ZB: During the Watson alone, I had the chance to visit 14 different countries. In total, that puts me around 36—although, full disclosure, a lot of them were visited for only a day or two, so per my own definition I’m reluctant to say I’ve really “traveled” there.
For those of our readers who also enjoy travel, where would you recommend that they visit, and why?
ZB: Everywhere.
Okay, cheap answer, but at least in regard to my Watson, it’s been difficult to really distill which countries I enjoyed the most or would recommend to others. After all, no two experiences in a country are the same. But for those really interested in travel and share my definition of it, I would say visit a country that challenges you. For me, those countries were India and Ghana—they challenged personal truths I held for myself, challenged stereotypes that I had, challenged (and largely affirmed) the faith that I have in fellow humans.
For you, those challenging places might be those that seem so far out of reach, that are not on your bucket list, that none of your friends have been to before. A place you don’t know you’ll fully enjoy. Go to Kazakhstan, Moldova, Timor-Leste, or that city two hours away that you’ve only heard of once. Traveling isn’t about distance, it’s about growth. And although it might be hard to face those challenges (shocker!), I can guarantee I ain’t ever met a person that wish they had traveled or grown less.
Now that you’ve concluded your Watson Fellowship, what do you want to do next? Will it be some combination of sustainability, design, and travel?
ZB: How’d you guess! That’s exactly what I’m planning to do. I’m currently deep into the job hunt for positions in China, Myanmar, or India working in the design/sustainability space, perhaps in an architecture firm that deals with social housing or a product design company that manufactures affordable and functional devices for those that need it (I’m going to try to become one of those “insiders” I was talking about). I hope to be back out of the country by the time our next president takes office—fingers crossed!
And until then, I’ll be working as a server in a Brazilian Steakhouse in Knoxville. Come visit! I need tips.
Finally, if you were mentoring a first year undergraduate at Rice with environmental interests, what advice or words of wisdom would you give him/her based on your experiences and observations?

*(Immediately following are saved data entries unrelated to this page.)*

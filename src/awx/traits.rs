//! Common traits for AWX resources

/// Common trait for AWX resources (users, teams, roles, tokens, ...)
///
/// Every AWX record is identified by an integer id; the rest of the
/// trait is what the CLI needs to render and filter rows.
pub trait AwxResource {
    /// Get the resource ID
    fn id(&self) -> i64;

    /// Get the human-readable name
    fn name(&self) -> &str;

    /// Short description shown in tables (empty when unknown)
    fn description(&self) -> &str {
        ""
    }

    /// Check if the resource matches by ID or name
    fn matches(&self, input: &str) -> bool {
        self.id().to_string() == input || self.name() == input
    }

    /// Case-insensitive substring match on the name
    fn name_contains(&self, filter: &str) -> bool {
        self.name().to_lowercase().contains(&filter.to_lowercase())
    }
}
//! Organizations module - organizations and their related collections

mod api;
mod commands;

pub use commands::{run_org_command, run_org_resource_command};
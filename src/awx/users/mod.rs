//! Users module - users and the tokens they own

mod api;
mod commands;

pub use commands::run_user_token_command;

ZB: Well, now that I’m a creaky 24-year-old man, I have nothing but sage wisdom that I’m all too willing to bestow on anyone who asks. But I’ll try to limit myself.

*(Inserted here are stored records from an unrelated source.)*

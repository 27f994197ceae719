//! Token output formatter

use chrono::{DateTime, Utc};
use comfy_table::{presets::NOTHING, Table};
use serde::Serialize;

use super::common::{escape_csv, opt_id, print_json, print_yaml};
use crate::awx::Token;
use crate::cli::OutputFormat;

/// Serializable token for structured output (JSON/YAML)
///
/// Secret values are never echoed.
#[derive(Serialize)]
struct SerializableToken {
    id: i64,
    user_id: Option<i64>,
    username: String,
    #[serde(skip_serializing_if = "Option::is_none")]
    application: Option<String>,
    description: String,
    scope: String,
    #[serde(skip_serializing_if = "Option::is_none")]
    expires: Option<String>,
    expired: bool,
}

impl SerializableToken {
    fn new(token: &Token, now: DateTime<Utc>) -> Self {
        Self {
            id: token.id,
            user_id: token.user,
            username: token.username().to_string(),
            application: application_name(token),
            description: token.description.clone(),
            scope: token.scope.clone(),
            expires: token.expires.clone(),
            expired: token.is_expired(now),
        }
    }
}

fn application_name(token: &Token) -> Option<String> {
    token
        .summary_fields
        .application
        .as_ref()
        .map(|app| app.name.clone())
}

/// Output tokens in the specified format
pub fn output_tokens(tokens: &[Token], format: OutputFormat, no_header: bool) {
    let now = Utc::now();
    match format {
        OutputFormat::Table => output_table(tokens, now, no_header),
        OutputFormat::Csv => output_csv(tokens, now, no_header),
        OutputFormat::Json => print_json(&serializable(tokens, now)),
        OutputFormat::Yaml => print_yaml(&serializable(tokens, now)),
    }
}

fn serializable(tokens: &[Token], now: DateTime<Utc>) -> Vec<SerializableToken> {
    tokens
        .iter()
        .map(|t| SerializableToken::new(t, now))
        .collect()
}

fn expired_label(token: &Token, now: DateTime<Utc>) -> &'static str {
    if token.is_expired(now) {
        "Yes"
    } else {
        "No"
    }
}

fn output_table(tokens: &[Token], now: DateTime<Utc>, no_header: bool) {
    let mut table = Table::new();
    table.load_preset(NOTHING);
    if !no_header {
        table.set_header(vec![
            "ID",
            "USER",
            "APPLICATION",
            "SCOPE",
            "EXPIRES",
            "EXPIRED",
        ]);
    }

    for token in tokens {
        table.add_row(vec![
            token.id.to_string(),
            token.username().to_string(),
            application_name(token).unwrap_or_default(),
            token.scope.clone(),
            token.expires.clone().unwrap_or_default(),
            expired_label(token, now).to_string(),
        ]);
    }

    println!("{table}");
    if !no_header {
        println!("\nTotal: {} tokens", tokens.len());
    }
}

fn output_csv(tokens: &[Token], now: DateTime<Utc>, no_header: bool) {
    if !no_header {
        println!("id,user_id,username,application,scope,expires,expired");
    }
    for token in tokens {
        println!(
            "{},{},{},{},{},{},{}",
            token.id,
            opt_id(token.user),
            escape_csv(token.username()),
            escape_csv(&application_name(token).unwrap_or_default()),
            escape_csv(&token.scope),
            escape_csv(token.expires.as_deref().unwrap_or("")),
            token.is_expired(now)
        );
    }
}

#[cfg(test)]
mod tests {
    use super::*;
    use chrono::TimeZone;

    fn create_test_token(expires: &str) -> Token {
        serde_json::from_value(serde_json::json!({
            "id": 4,
            "user": 2,
            "token": "************",
            "scope": "write",
            "expires": expires,
            "summary_fields": {
                "user": {"id": 2, "username": "admin"},
                "application": {"id": 1, "name": "ci"}
            }
        }))
        .unwrap()
    }

    #[test]
    fn test_serializable_token_hides_secret() {
        let now = Utc.with_ymd_and_hms(2024, 1, 1, 0, 0, 0).unwrap();
        let token = create_test_token("2030-01-01T00:00:00Z");
        let json = serde_json::to_string(&SerializableToken::new(&token, now)).unwrap();
        assert!(!json.contains("****"));
        assert!(json.contains("\"username\":\"admin\""));
        assert!(json.contains("\"application\":\"ci\""));
        assert!(json.contains("\"expired\":false"));
    }

    #[test]
    fn test_expired_label() {
        let now = Utc.with_ymd_and_hms(2024, 1, 1, 0, 0, 0).unwrap();
        assert_eq!(
            expired_label(&create_test_token("2023-06-01T00:00:00Z"), now),
            "Yes"
        );
        assert_eq!(
            expired_label(&create_test_token("2024-06-01T00:00:00Z"), now),
            "No"
        );
    }

    #[test]
    fn test_output_yaml_format() {
        let now = Utc.with_ymd_and_hms(2024, 1, 1, 0, 0, 0).unwrap();
        let tokens = [create_test_token("2023-06-01T00:00:00Z")];
        let yaml = serde_yml::to_string(&serializable(&tokens, now)).unwrap();
        assert!(yaml.contains("scope: write"));
        assert!(yaml.contains("expired: true"));
    }
}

- Do something—and finish it. First of all, don’t sit, wallow, and endlessly wonder if something is your true life’s passion. Just try it. Apply the concept of design iteration to your life: try something, and if it doesn’t work, try something else. But, at the same time, don’t try to do everything. After iterating your interests a bit (say, for your first three semesters), pick a couple and pursue them to completion. Break the perennial habit of Rice students: finish what you start!
- Collaborate. One person can’t change the world, but many can. Work with peers with different interests, with Housing & Dining, with faculty (adults can be cool too!), with people outside of the hedges—and take your projects to new heights. Fighting the good fight is a lot easier with an army by your side. Plus, you might get to know the real life adults behind the Rice sustainability department, possibly the coolest people on the planet (shout out to Richard Johnson and Susann Glenn!).
- Travel. You’ll seriously never have so much freedom or support to travel again in your life. Study abroad, get an internship in another country, go on an ASB—either international or domestic. It not only develops you as a person, but it will also reveal to you so many new dimensions of environmentalism. For example, environmentalism means something completely different to an island that is destined to disappear in the next century. Travel there and learn for yourself. And if you need help with money, there are so many resources at Rice just for that. A smattering: 1, 2, and 3.
- Lastly, apply for the Watson. You learn a lot.